## About this task
Copy out all lines in the data below containing the string "utoipa".

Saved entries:
::::::::::

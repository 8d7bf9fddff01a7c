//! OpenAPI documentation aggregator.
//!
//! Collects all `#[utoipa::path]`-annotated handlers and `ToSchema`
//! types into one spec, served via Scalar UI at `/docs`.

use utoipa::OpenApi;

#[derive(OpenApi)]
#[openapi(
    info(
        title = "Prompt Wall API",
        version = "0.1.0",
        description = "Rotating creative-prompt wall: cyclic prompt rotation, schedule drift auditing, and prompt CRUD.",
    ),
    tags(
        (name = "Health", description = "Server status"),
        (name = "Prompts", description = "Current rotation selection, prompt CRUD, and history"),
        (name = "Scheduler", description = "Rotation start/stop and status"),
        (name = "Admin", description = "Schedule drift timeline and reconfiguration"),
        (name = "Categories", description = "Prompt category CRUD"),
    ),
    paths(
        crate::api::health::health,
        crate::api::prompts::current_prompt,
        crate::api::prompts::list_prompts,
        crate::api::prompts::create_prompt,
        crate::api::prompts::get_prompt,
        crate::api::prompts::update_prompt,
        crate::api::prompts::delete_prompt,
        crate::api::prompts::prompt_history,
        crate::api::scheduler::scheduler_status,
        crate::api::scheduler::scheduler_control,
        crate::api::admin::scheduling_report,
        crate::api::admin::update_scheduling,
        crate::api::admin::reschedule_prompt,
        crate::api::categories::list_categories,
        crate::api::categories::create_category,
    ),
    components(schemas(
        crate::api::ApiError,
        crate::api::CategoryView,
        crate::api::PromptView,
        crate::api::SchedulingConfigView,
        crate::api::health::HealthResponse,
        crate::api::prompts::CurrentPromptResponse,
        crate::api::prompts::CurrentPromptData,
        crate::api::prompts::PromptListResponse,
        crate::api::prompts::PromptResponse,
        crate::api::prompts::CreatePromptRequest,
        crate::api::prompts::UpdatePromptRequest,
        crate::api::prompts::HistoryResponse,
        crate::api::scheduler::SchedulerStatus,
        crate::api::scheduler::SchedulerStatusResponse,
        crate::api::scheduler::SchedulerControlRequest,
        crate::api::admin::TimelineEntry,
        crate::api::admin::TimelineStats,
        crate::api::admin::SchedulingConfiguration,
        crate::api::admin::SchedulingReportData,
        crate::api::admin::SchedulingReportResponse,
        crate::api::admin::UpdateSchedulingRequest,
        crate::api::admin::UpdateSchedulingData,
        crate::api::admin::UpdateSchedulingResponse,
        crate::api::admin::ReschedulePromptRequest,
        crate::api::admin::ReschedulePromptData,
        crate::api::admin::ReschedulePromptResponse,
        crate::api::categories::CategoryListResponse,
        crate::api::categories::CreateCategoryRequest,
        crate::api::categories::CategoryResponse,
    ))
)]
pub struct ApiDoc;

::::::::::

## Solution for this exercise
//! Collects all `#[utoipa::path]`-annotated handlers and `ToSchema`
use utoipa::OpenApi;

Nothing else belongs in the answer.